* What you have to do *
Each line below that includes the word "usize" adds one to the count; give that count and nothing else.

Entries supplied Block Start

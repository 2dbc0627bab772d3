//! Scene-to-draw-queue compiler.
//!
//! Every primitive is moved into camera space, culled or clipped against the
//! near plane, projected, and tagged with a depth. The depth of a line or a
//! triangle always comes from its unclipped vertices so that the sort order
//! does not jump while the primitive crosses the near plane.

use log::debug;

use crate::camera::Camera;
use crate::clip::{clip_line, clip_triangle, ClippedPolygon};
use crate::color::Color;
use crate::error::{PrimitiveRef, RenderError};
use crate::geometry::{Object, Scene};
use crate::math::{Vec2, Vec3};
use crate::projection::{is_in_front, is_in_front_of, point_on_canvas, DisplaySettings};

/// Screen-space shape of a draw item.
#[derive(Debug, Clone, Copy, PartialEq)]
pub enum DrawShape {
    Point(Vec2),
    Line([Vec2; 2]),
    Triangle([Vec2; 3]),
    Quad([Vec2; 4]),
}

/// One entry of a frame's draw queue.
///
/// `depth` is a camera-space Z used only as a sort key: more negative is
/// further away.
#[derive(Debug, Clone, Copy, PartialEq)]
pub struct DrawQueueItem {
    pub shape: DrawShape,
    pub depth: f64,
    pub color: Color,
}

/// Compiles `scene` as seen by `camera` into an unsorted draw queue.
///
/// Fails on the first malformed primitive; no partial queue is returned.
pub fn compile_scene(
    scene: &Scene,
    camera: &Camera,
    display: &DisplaySettings,
) -> Result<Vec<DrawQueueItem>, RenderError> {
    let mut compiler = Compiler {
        display,
        queue: Vec::new(),
    };

    for point in &scene.points {
        compiler.push_point(&camera.point_to_camera(point), Scene::POINT_COLOR);
    }

    for (i, [start, end]) in scene.lines.iter().enumerate() {
        let start = camera.point_to_camera(start);
        let end = camera.point_to_camera(end);
        compiler
            .push_segment(&start, &end, Scene::LINE_COLOR)
            .map_err(|e| e.at(PrimitiveRef::Line(i)))?;
    }

    for (i, object) in scene.objects.iter().enumerate() {
        compiler.push_object(i, object, camera)?;
    }

    debug!("compiled {} draw items", compiler.queue.len());
    Ok(compiler.queue)
}

struct Compiler<'a> {
    display: &'a DisplaySettings,
    queue: Vec<DrawQueueItem>,
}

impl Compiler<'_> {
    fn project(&self, point: &Vec3) -> Vec2 {
        point_on_canvas(point, self.display)
    }

    fn push(&mut self, shape: DrawShape, depth: f64, color: Color) {
        self.queue.push(DrawQueueItem {
            shape,
            depth,
            color,
        });
    }

    fn push_point(&mut self, point: &Vec3, color: Color) {
        if is_in_front(point) {
            let shape = DrawShape::Point(self.project(point));
            self.push(shape, point.z, color);
        }
    }

    fn push_segment(&mut self, start: &Vec3, end: &Vec3, color: Color) -> Result<(), RenderError> {
        if let Some([a, b]) = clip_line(start, end, self.display.near_z)? {
            let shape = DrawShape::Line([self.project(&a), self.project(&b)]);
            self.push(shape, (start.z + end.z) / 2.0, color);
        }
        Ok(())
    }

    fn push_triangle(&mut self, points: &[Vec3; 3], color: Color) -> Result<(), RenderError> {
        let near_z = self.display.near_z;
        let depth = (points[0].z + points[1].z + points[2].z) / 3.0;
        let in_front = points.iter().filter(|p| is_in_front_of(p, near_z)).count();

        let shape = match in_front {
            0 => return Ok(()),
            3 => DrawShape::Triangle(points.map(|p| self.project(&p))),
            _ => match clip_triangle(points, near_z)? {
                ClippedPolygon::Triangle(clipped) => {
                    DrawShape::Triangle(clipped.map(|p| self.project(&p)))
                }
                ClippedPolygon::Quad(clipped) => DrawShape::Quad(clipped.map(|p| self.project(&p))),
            },
        };
        self.push(shape, depth, color);
        Ok(())
    }

    fn push_object(&mut self, index: usize, object: &Object, camera: &Camera) -> Result<(), RenderError> {
        let vertices: Vec<Vec3> = object
            .vertices
            .iter()
            .map(|v| camera.point_to_camera(v))
            .collect();
        let lookup = |i: usize| {
            vertices.get(i).copied().ok_or(RenderError::VertexIndexOutOfRange {
                index: i,
                len: vertices.len(),
            })
        };

        for (edge, &[a, b]) in object.edges.iter().enumerate() {
            let at = PrimitiveRef::Edge {
                object: index,
                edge,
            };
            let resolve = |i| lookup(i).map_err(|e| e.at(at));
            let (start, end) = (resolve(a)?, resolve(b)?);
            self.push_segment(&start, &end, object.color)
                .map_err(|e| e.at(at))?;
        }

        for (triangle, &[a, b, c]) in object.triangle_mesh.iter().enumerate() {
            let at = PrimitiveRef::Triangle {
                object: index,
                triangle,
            };
            let resolve = |i| lookup(i).map_err(|e| e.at(at));
            let points = [resolve(a)?, resolve(b)?, resolve(c)?];
            self.push_triangle(&points, object.triangle_mesh_color)
                .map_err(|e| e.at(at))?;
        }
        Ok(())
    }
}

Entries supplied Block End

* Solution to this task *
2